Instructions for the task
Write out the whole listing again, exactly.

◇ ◇ ◇ ◇ ◇ ◇ ◇

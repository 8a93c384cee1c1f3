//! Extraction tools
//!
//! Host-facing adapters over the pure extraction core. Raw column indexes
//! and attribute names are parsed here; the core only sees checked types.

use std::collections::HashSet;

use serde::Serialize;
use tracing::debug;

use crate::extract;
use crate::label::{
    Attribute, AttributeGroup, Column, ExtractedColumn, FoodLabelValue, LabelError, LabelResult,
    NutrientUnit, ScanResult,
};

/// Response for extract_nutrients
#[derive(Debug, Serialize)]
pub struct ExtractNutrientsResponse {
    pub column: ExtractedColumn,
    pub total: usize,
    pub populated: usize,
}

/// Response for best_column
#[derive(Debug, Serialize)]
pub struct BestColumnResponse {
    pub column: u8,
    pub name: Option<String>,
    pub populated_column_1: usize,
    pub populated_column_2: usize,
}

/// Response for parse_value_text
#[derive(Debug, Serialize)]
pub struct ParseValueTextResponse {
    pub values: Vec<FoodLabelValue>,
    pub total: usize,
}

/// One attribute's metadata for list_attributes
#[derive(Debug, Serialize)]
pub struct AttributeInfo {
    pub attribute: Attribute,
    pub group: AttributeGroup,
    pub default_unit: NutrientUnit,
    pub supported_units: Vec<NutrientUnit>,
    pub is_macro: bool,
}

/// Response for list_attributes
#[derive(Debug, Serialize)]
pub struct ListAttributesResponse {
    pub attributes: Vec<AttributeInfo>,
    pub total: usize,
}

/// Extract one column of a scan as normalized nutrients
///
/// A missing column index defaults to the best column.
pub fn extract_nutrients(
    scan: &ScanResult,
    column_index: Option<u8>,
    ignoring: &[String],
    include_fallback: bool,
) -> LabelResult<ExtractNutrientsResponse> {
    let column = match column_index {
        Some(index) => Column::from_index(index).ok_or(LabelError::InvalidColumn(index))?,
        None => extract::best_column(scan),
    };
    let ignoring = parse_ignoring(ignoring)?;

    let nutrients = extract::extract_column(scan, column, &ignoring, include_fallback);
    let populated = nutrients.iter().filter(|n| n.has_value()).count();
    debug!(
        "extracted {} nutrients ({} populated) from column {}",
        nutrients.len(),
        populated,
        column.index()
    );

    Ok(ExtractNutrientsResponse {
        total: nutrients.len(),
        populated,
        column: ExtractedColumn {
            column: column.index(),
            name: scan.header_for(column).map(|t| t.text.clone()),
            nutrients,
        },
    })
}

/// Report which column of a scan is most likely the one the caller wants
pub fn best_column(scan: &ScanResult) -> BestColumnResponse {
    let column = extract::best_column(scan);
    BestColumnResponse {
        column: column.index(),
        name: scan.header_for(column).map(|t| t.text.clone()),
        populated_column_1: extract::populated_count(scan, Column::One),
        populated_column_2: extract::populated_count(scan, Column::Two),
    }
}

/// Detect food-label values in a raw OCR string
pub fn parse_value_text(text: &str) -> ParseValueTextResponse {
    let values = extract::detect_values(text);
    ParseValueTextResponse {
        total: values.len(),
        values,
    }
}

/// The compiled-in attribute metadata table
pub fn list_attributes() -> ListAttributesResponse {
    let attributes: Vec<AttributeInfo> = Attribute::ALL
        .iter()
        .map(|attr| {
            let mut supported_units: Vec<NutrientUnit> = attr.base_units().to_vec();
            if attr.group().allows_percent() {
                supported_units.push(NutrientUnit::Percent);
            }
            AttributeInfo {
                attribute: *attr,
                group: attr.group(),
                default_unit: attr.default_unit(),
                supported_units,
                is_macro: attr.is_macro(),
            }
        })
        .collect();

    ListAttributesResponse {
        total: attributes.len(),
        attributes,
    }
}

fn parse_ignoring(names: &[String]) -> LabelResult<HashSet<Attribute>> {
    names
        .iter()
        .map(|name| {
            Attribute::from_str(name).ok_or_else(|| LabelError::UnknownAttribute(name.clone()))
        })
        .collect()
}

◇ ◇ ◇ ◇ ◇ ◇ ◇

Task response
repository 8a93c384cee1c1f3
//! Extraction tools
//!
//! Host-facing adapters over the pure extraction core. Raw column indexes
//! and attribute names are parsed here; the core only sees checked types.

use std::collections::HashSet;

use serde::Serialize;
use tracing::debug;

use crate::extract;
use crate::label::{
    Attribute, AttributeGroup, Column, ExtractedColumn, FoodLabelValue, LabelError, LabelResult,
    NutrientUnit, ScanResult,
};

/// Response for extract_nutrients
#[derive(Debug, Serialize)]
pub struct ExtractNutrientsResponse {
    pub column: ExtractedColumn,
    pub total: usize,
    pub populated: usize,
}

/// Response for best_column
#[derive(Debug, Serialize)]
pub struct BestColumnResponse {
    pub column: u8,
    pub name: Option<String>,
    pub populated_column_1: usize,
    pub populated_column_2: usize,
}

/// Response for parse_value_text
#[derive(Debug, Serialize)]
pub struct ParseValueTextResponse {
    pub values: Vec<FoodLabelValue>,
    pub total: usize,
}

/// One attribute's metadata for list_attributes
#[derive(Debug, Serialize)]
pub struct AttributeInfo {
    pub attribute: Attribute,
    pub group: AttributeGroup,
    pub default_unit: NutrientUnit,
    pub supported_units: Vec<NutrientUnit>,
    pub is_macro: bool,
}

/// Response for list_attributes
#[derive(Debug, Serialize)]
pub struct ListAttributesResponse {
    pub attributes: Vec<AttributeInfo>,
    pub total: usize,
}

/// Extract one column of a scan as normalized nutrients
///
/// A missing column index defaults to the best column.
pub fn extract_nutrients(
    scan: &ScanResult,
    column_index: Option<u8>,
    ignoring: &[String],
    include_fallback: bool,
) -> LabelResult<ExtractNutrientsResponse> {
    let column = match column_index {
        Some(index) => Column::from_index(index).ok_or(LabelError::InvalidColumn(index))?,
        None => extract::best_column(scan),
    };
    let ignoring = parse_ignoring(ignoring)?;

    let nutrients = extract::extract_column(scan, column, &ignoring, include_fallback);
    let populated = nutrients.iter().filter(|n| n.has_value()).count();
    debug!(
        "extracted {} nutrients ({} populated) from column {}",
        nutrients.len(),
        populated,
        column.index()
    );

    Ok(ExtractNutrientsResponse {
        total: nutrients.len(),
        populated,
        column: ExtractedColumn {
            column: column.index(),
            name: scan.header_for(column).map(|t| t.text.clone()),
            nutrients,
        },
    })
}

/// Report which column of a scan is most likely the one the caller wants
pub fn best_column(scan: &ScanResult) -> BestColumnResponse {
    let column = extract::best_column(scan);
    BestColumnResponse {
        column: column.index(),
        name: scan.header_for(column).map(|t| t.text.clone()),
        populated_column_1: extract::populated_count(scan, Column::One),
        populated_column_2: extract::populated_count(scan, Column::Two),
    }
}

/// Detect food-label values in a raw OCR string
pub fn parse_value_text(text: &str) -> ParseValueTextResponse {
    let values = extract::detect_values(text);
    ParseValueTextResponse {
        total: values.len(),
        values,
    }
}

/// The compiled-in attribute metadata table
pub fn list_attributes() -> ListAttributesResponse {
    let attributes: Vec<AttributeInfo> = Attribute::ALL
        .iter()
        .map(|attr| {
            let mut supported_units: Vec<NutrientUnit> = attr.base_units().to_vec();
            if attr.group().allows_percent() {
                supported_units.push(NutrientUnit::Percent);
            }
            AttributeInfo {
                attribute: *attr,
                group: attr.group(),
                default_unit: attr.default_unit(),
                supported_units,
                is_macro: attr.is_macro(),
            }
        })
        .collect();

    ListAttributesResponse {
        total: attributes.len(),
        attributes,
    }
}

fn parse_ignoring(names: &[String]) -> LabelResult<HashSet<Attribute>> {
    names
        .iter()
        .map(|name| {
            Attribute::from_str(name).ok_or_else(|| LabelError::UnknownAttribute(name.clone()))
        })
        .collect()
}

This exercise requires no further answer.